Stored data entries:

//! Weighted combination of image and text scores into one verdict.
//!
//! When both sources report, the final confidence is
//! `round(ml% * w_ml + text% * w_text)` with default weights 0.6 / 0.4. With a
//! single source that source's confidence is used as-is, and with none the
//! verdict falls back to the 50% midpoint.

use serde::{Deserialize, Serialize};
use thiserror::Error;
use tracing::debug;

use crate::confidence::{CanonicalConfidence, normalize};
use crate::verdict::{VerdictTier, classify};

/// Default weight of the image model in a combined verdict.
pub const DEFAULT_ML_WEIGHT: f64 = 0.6;
/// Default weight of the text classifier in a combined verdict.
pub const DEFAULT_TEXT_WEIGHT: f64 = 0.4;

const WEIGHT_SUM_TOLERANCE: f64 = 1e-9;

#[derive(Debug, Error, PartialEq)]
pub enum WeightsError {
    #[error("weight {name} must be a finite non-negative number, got {value}")]
    Invalid { name: &'static str, value: f64 },
    #[error("weights must sum to 1, got {0}")]
    BadSum(f64),
}

/// Relative weights of the two sources in a combined verdict.
#[derive(Debug, Clone, Copy, PartialEq, Serialize, Deserialize)]
#[serde(try_from = "RawWeights")]
pub struct Weights {
    ml: f64,
    text: f64,
}

#[derive(Deserialize)]
struct RawWeights {
    ml: f64,
    text: f64,
}

impl TryFrom<RawWeights> for Weights {
    type Error = WeightsError;

    fn try_from(raw: RawWeights) -> Result<Self, Self::Error> {
        Self::new(raw.ml, raw.text)
    }
}

impl Weights {
    pub fn new(ml: f64, text: f64) -> Result<Self, WeightsError> {
        for (name, value) in [("ml", ml), ("text", text)] {
            if !value.is_finite() || value < 0.0 {
                return Err(WeightsError::Invalid { name, value });
            }
        }
        let sum = ml + text;
        if (sum - 1.0).abs() > WEIGHT_SUM_TOLERANCE {
            return Err(WeightsError::BadSum(sum));
        }
        Ok(Self { ml, text })
    }

    /// Weights with the given ML share; text gets the remainder.
    pub fn from_ml_share(ml: f64) -> Result<Self, WeightsError> {
        Self::new(ml, 1.0 - ml)
    }

    pub fn ml(&self) -> f64 {
        self.ml
    }

    pub fn text(&self) -> f64 {
        self.text
    }
}

impl Default for Weights {
    fn default() -> Self {
        Self {
            ml: DEFAULT_ML_WEIGHT,
            text: DEFAULT_TEXT_WEIGHT,
        }
    }
}

/// Which inputs produced an [`AggregateResult`].
#[derive(Debug, Clone, Copy, PartialEq, Eq, Hash, Serialize, Deserialize)]
pub enum SourceLabel {
    #[serde(rename = "Combined ML + Text Analysis")]
    Combined,
    #[serde(rename = "Text Analysis Only")]
    TextOnly,
    #[serde(rename = "Machine Learning Only")]
    MlOnly,
    #[serde(rename = "Default")]
    Default,
}

impl SourceLabel {
    pub fn as_str(&self) -> &'static str {
        match self {
            Self::Combined => "Combined ML + Text Analysis",
            Self::TextOnly => "Text Analysis Only",
            Self::MlOnly => "Machine Learning Only",
            Self::Default => "Default",
        }
    }
}

/// Per-source canonical confidences behind a verdict.
#[derive(Debug, Clone, Copy, PartialEq, Eq, Serialize, Deserialize)]
pub struct Breakdown {
    pub ml_percent: Option<CanonicalConfidence>,
    pub text_percent: Option<CanonicalConfidence>,
}

/// Outcome of one aggregation round.
#[derive(Debug, Clone, PartialEq, Serialize, Deserialize)]
pub struct AggregateResult {
    pub final_confidence: CanonicalConfidence,
    pub tier: VerdictTier,
    pub source_label: SourceLabel,
    pub breakdown: Breakdown,
    pub weights: Weights,
}

impl AggregateResult {
    pub fn is_combined(&self) -> bool {
        self.source_label == SourceLabel::Combined
    }

    /// `"(ML × 60%) + (Text × 40%) = 74%"`, only for combined verdicts.
    pub fn formula(&self) -> Option<String> {
        if !self.is_combined() {
            return None;
        }
        Some(format!(
            "(ML × {}%) + (Text × {}%) = {}%",
            as_percent(self.weights.ml),
            as_percent(self.weights.text),
            self.final_confidence
        ))
    }

    /// `"(90% × 0.6) + (50% × 0.4) = 74%"`, only for combined verdicts.
    pub fn formula_detail(&self) -> Option<String> {
        let ml = self.breakdown.ml_percent?;
        let text = self.breakdown.text_percent?;
        Some(format!(
            "({}% × {}) + ({}% × {}) = {}%",
            ml,
            as_fraction(self.weights.ml),
            text,
            as_fraction(self.weights.text),
            self.final_confidence
        ))
    }

    pub fn headline(&self) -> &'static str {
        self.tier.presentation().headline
    }

    pub fn description(&self) -> String {
        self.tier.describe(self.final_confidence)
    }
}

fn as_percent(weight: f64) -> i64 {
    (weight * 100.0).round() as i64
}

/// Weight rounded to two decimals, so `1.0 - 0.7` prints as `0.3`.
fn as_fraction(weight: f64) -> f64 {
    as_percent(weight) as f64 / 100.0
}

/// Combines scores under a fixed pair of weights.
#[derive(Debug, Clone, Copy, Default)]
pub struct Aggregator {
    weights: Weights,
}

impl Aggregator {
    pub fn new(weights: Weights) -> Self {
        Self { weights }
    }

    pub fn weights(&self) -> Weights {
        self.weights
    }

    /// Combine an optional image score and an optional text score.
    ///
    /// Absent inputs are a normal case, never an error.
    pub fn aggregate(&self, ml_raw: Option<f64>, text_raw: Option<f64>) -> AggregateResult {
        let ml_percent = ml_raw.map(normalize);
        let text_percent = text_raw.map(normalize);

        let (final_confidence, source_label) = match (ml_percent, text_percent) {
            (Some(ml), Some(text)) => {
                let weighted = ml.as_raw() * self.weights.ml + text.as_raw() * self.weights.text;
                (
                    CanonicalConfidence::from_percent_f64(weighted),
                    SourceLabel::Combined,
                )
            }
            (None, Some(text)) => (text, SourceLabel::TextOnly),
            (Some(ml), None) => (ml, SourceLabel::MlOnly),
            (None, None) => (CanonicalConfidence::MIDPOINT, SourceLabel::Default),
        };

        let tier = classify(final_confidence);
        debug!(
            ml = ?ml_percent.map(CanonicalConfidence::value),
            text = ?text_percent.map(CanonicalConfidence::value),
            final_confidence = final_confidence.value(),
            tier = %tier,
            source = source_label.as_str(),
            "aggregated confidence"
        );

        AggregateResult {
            final_confidence,
            tier,
            source_label,
            breakdown: Breakdown {
                ml_percent,
                text_percent,
            },
            weights: self.weights,
        }
    }
}

/// Aggregate with the default 0.6 / 0.4 weights.
pub fn aggregate(ml_raw: Option<f64>, text_raw: Option<f64>) -> AggregateResult {
    Aggregator::default().aggregate(ml_raw, text_raw)
}

#[cfg(test)]
mod tests {
    use super::*;

    fn pct(c: Option<CanonicalConfidence>) -> Option<u8> {
        c.map(CanonicalConfidence::value)
    }

    #[test]
    fn combined_weighting() {
        let r = aggregate(Some(0.9), Some(0.5));
        assert_eq!(pct(r.breakdown.ml_percent), Some(90));
        assert_eq!(pct(r.breakdown.text_percent), Some(50));
        assert_eq!(r.final_confidence.value(), 74);
        assert_eq!(r.tier, VerdictTier::Uncertain);
        assert_eq!(r.source_label, SourceLabel::Combined);
    }

    #[test]
    fn ml_only() {
        let r = aggregate(Some(0.85), None);
        assert_eq!(r.final_confidence.value(), 85);
        assert_eq!(r.tier, VerdictTier::Genuine);
        assert_eq!(r.source_label.as_str(), "Machine Learning Only");
        assert_eq!(pct(r.breakdown.text_percent), None);
    }

    #[test]
    fn text_only() {
        let r = aggregate(None, Some(32.4));
        assert_eq!(r.final_confidence.value(), 32);
        assert_eq!(r.tier, VerdictTier::Fake);
        assert_eq!(r.source_label.as_str(), "Text Analysis Only");
    }

    #[test]
    fn neither_defaults_to_midpoint() {
        let r = aggregate(None, None);
        assert_eq!(r.final_confidence.value(), 50);
        assert_eq!(r.tier, VerdictTier::Uncertain);
        assert_eq!(r.source_label.as_str(), "Default");
        assert!(r.formula().is_none());
    }

    #[test]
    fn both_full_percentages() {
        let r = aggregate(Some(100.0), Some(100.0));
        assert_eq!(pct(r.breakdown.ml_percent), Some(100));
        assert_eq!(pct(r.breakdown.text_percent), Some(100));
        assert_eq!(r.final_confidence.value(), 100);
        assert_eq!(r.tier, VerdictTier::Genuine);
    }

    #[test]
    fn mixed_scales_normalize_independently() {
        // 0.7 is a fraction, 85.0 a percentage: 70 * 0.6 + 85 * 0.4 = 76.
        let r = aggregate(Some(0.7), Some(85.0));
        assert_eq!(r.final_confidence.value(), 76);
    }

    #[test]
    fn zero_score_is_present_not_absent() {
        let r = aggregate(Some(0.0), Some(0.9));
        assert_eq!(r.source_label, SourceLabel::Combined);
        assert_eq!(r.final_confidence.value(), 36);
        assert_eq!(r.tier, VerdictTier::Fake);
    }

    #[test]
    fn custom_weights() {
        let agg = Aggregator::new(Weights::new(0.5, 0.5).unwrap());
        let r = agg.aggregate(Some(0.9), Some(0.5));
        assert_eq!(r.final_confidence.value(), 70);
        assert_eq!(r.formula().unwrap(), "(ML × 50%) + (Text × 50%) = 70%");
    }

    #[test]
    fn formula_detail_rounds_complement_weight() {
        let agg = Aggregator::new(Weights::from_ml_share(0.7).unwrap());
        let r = agg.aggregate(Some(0.9), Some(0.5));
        // 90 * 0.7 + 50 * 0.3 = 78
        assert_eq!(
            r.formula_detail().unwrap(),
            "(90% × 0.7) + (50% × 0.3) = 78%"
        );
    }

    #[test]
    fn formula_strings() {
        let r = aggregate(Some(0.9), Some(0.5));
        assert_eq!(r.formula().unwrap(), "(ML × 60%) + (Text × 40%) = 74%");
        assert_eq!(
            r.formula_detail().unwrap(),
            "(90% × 0.6) + (50% × 0.4) = 74%"
        );
        assert!(aggregate(Some(0.9), None).formula_detail().is_none());
    }

    #[test]
    fn description_uses_tier_metadata() {
        let r = aggregate(Some(0.2), Some(0.3));
        assert_eq!(r.tier, VerdictTier::Fake);
        assert_eq!(r.headline(), "FAKE JOB POSTING");
        assert_eq!(r.description(), "Confidence 24% - most likely a scam");
    }

    #[test]
    fn weights_validation() {
        assert!(Weights::new(0.6, 0.4).is_ok());
        assert!(Weights::from_ml_share(0.75).is_ok());
        assert_eq!(Weights::new(0.6, 0.6), Err(WeightsError::BadSum(1.2)));
        assert!(matches!(
            Weights::new(-0.1, 1.1),
            Err(WeightsError::Invalid { name: "ml", .. })
        ));
        assert!(matches!(
            Weights::new(0.5, f64::NAN),
            Err(WeightsError::Invalid { name: "text", .. })
        ));
        assert!(Weights::from_ml_share(1.5).is_err());
    }

    #[test]
    fn weights_deserialize_through_validation() {
        let w: Weights = serde_json::from_str(r#"{"ml": 0.7, "text": 0.3}"#).unwrap();
        assert_eq!(w.ml(), 0.7);

        let err = serde_json::from_str::<Weights>(r#"{"ml": 5, "text": -4}"#).unwrap_err();
        assert!(err.to_string().contains("weight text"));
        assert!(serde_json::from_str::<Weights>(r#"{"ml": 0.5, "text": 0.2}"#).is_err());
    }

    #[test]
    fn result_json_shape() {
        let r = aggregate(Some(0.9), Some(0.5));
        let v = serde_json::to_value(&r).unwrap();
        assert_eq!(v["final_confidence"], 74);
        assert_eq!(v["tier"], "uncertain");
        assert_eq!(v["source_label"], "Combined ML + Text Analysis");
        assert_eq!(v["breakdown"]["ml_percent"], 90);
        assert_eq!(v["breakdown"]["text_percent"], 50);

        let single = serde_json::to_value(aggregate(None, Some(0.5))).unwrap();
        assert!(single["breakdown"]["ml_percent"].is_null());
    }
}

*What is needed*
Using only the entries above, output the line with "classifier in a combined verdict.", the line with "sources in a combined verdict.", and all lines between them, exactly as they stand.

*Solved exercise*
/// Default weight of the text classifier in a combined verdict.
pub const DEFAULT_TEXT_WEIGHT: f64 = 0.4;

const WEIGHT_SUM_TOLERANCE: f64 = 1e-9;

#[derive(Debug, Error, PartialEq)]
pub enum WeightsError {
    #[error("weight {name} must be a finite non-negative number, got {value}")]
    Invalid { name: &'static str, value: f64 },
    #[error("weights must sum to 1, got {0}")]
    BadSum(f64),
}

/// Relative weights of the two sources in a combined verdict.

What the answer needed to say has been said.